Par Alexandre Doskov, à Iekaterinbourg
Risques et Pérou

Après un premier match remporté sur le fil, la France affronte un Pérou revanchard qui jouera sa survie. Autant dire que les Bleus se préparent à une sacrée bagarre. Ça tombe bien, ils ont l'air d'avoir enfin pris la mesure de la compétition qu'ils sont en train de disputer.

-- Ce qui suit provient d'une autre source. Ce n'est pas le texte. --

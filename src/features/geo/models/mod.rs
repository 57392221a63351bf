mod city;
mod country;
mod region;
mod state;

use std::collections::BTreeMap;

pub use city::City;
pub use country::Country;
pub use region::Region;
pub use state::State;

/// Language code → localized name
pub type Translations = BTreeMap<String, String>;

Voilà cinq jours que l’équipe de France vit en ayant pour étendard la maxime de Talleyrand : « Quand je me regarde, je me désole. Quand je me compare, je me console. » Cinq jours à marteler les mêmes arguments et à rabâcher les mêmes mots pour faire passer ce message d’une simplicité biblique : vu le sort que cette Coupe du monde a réservé aux autres grosses écuries, le 2-1 laborieux face à l’Australie n’est pas une si mauvaise affaire. Une façon de voir les choses vicieuse, car elle est à la fois vraie, et à la fois fausse. Quand Blaise Matuidi assène « On n’a pas fait un grand match, mais on a gagné, et c’est le plus important » , il a raison. Mais il choisit volontairement d’occulter tout un contexte, et nous demande de faire comme si les Bleus avaient montré la même intensité que l’Espagne quand elle a buté contre le Portugal, et comme si l’Australie avait été aussi redoutable que le Mexique quand il a battu l’Allemagne. Et ni l’un ni l’autre ne sont vrais.

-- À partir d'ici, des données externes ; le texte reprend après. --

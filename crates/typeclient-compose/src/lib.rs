#![doc = r"Render bridge between the TypeClient application lifecycle and a reactive component tree."]

mod accumulator;
mod application;
mod global;
mod namespace;
mod options;
mod portal;
pub mod reactive;
mod renderer;
pub mod slots;

pub use accumulator::StateAccumulator;
pub use application::ComposeApplication;
pub use namespace::{template_of, TemplateExt, TEMPLATE};
pub use options::{ComposeOptions, DEFAULT_FLUSH_LIMIT};
pub use portal::{PortalChannel, PortalPayload, PortalSlot, Template};
pub use reactive::{provide_context, use_context, use_context_state, use_reactive_state};
pub use renderer::{Renderer, RendererCache};
pub use slots::{provide_slot, slot, use_slots, SlotState};

#[cfg(test)]
#[path = "tests/renderer_cache_tests.rs"]
mod renderer_cache_tests;

#[cfg(test)]
#[path = "tests/portal_tests.rs"]
mod portal_tests;

#[cfg(test)]
#[path = "tests/accumulator_tests.rs"]
mod accumulator_tests;

#[cfg(test)]
#[path = "tests/slots_tests.rs"]
mod slots_tests;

Le bon côté de la chose, c’est que Didier Deschamps est assez malin pour le savoir. Du coup, parmi les éléments de langage qu’il distribue à ses joueurs avant qu’ils n’aillent faire un tour devant les caméras, il a glissé quelques nouveautés. L’obligation de prendre l’adversaire du jour au sérieux, par exemple. Mais aussi et surtout la nécessité pour certains Bleus de prendre conscience qu’ils avaient foutu les pieds en Coupe du monde. C’est-à-dire une jungle sans foi ni loi qui exige un certain code de comportement.

En avant les bosseurs

Pour faire passer un message, rien de mieux que le capitaine, même quand celui-ci est un grand un peu taiseux comme Hugo Lloris. Et au diable les mauvaises langues qui le disent trop mou, l’homme qui fêtera sa 100e sélection ce soir a froncé les sourcils d’entrée de jeu hier face à la presse : « Rien ne remplace l’agressivité. » Le tout en prenant comme modèle le deuxième match des Bleus à la Coupe du monde 2014, au cours duquel la Suisse était passée à l’essoreuse (victoire de la France 5-2). « Il faudra s’en inspirer » , a conclu Lloris. Dans l’esprit de Deschamps, la mue commence par quelques ajustements dans l’effectif, alors il a changé son fusil d’épaule. Contre l’Australie, le sélectionneur avait fait le pari d’un onze de départ excitant pour faire face à une équipe solide. Cette fois, il va aligner un onze solide pour lutter contre une équipe que l’on dit excitante.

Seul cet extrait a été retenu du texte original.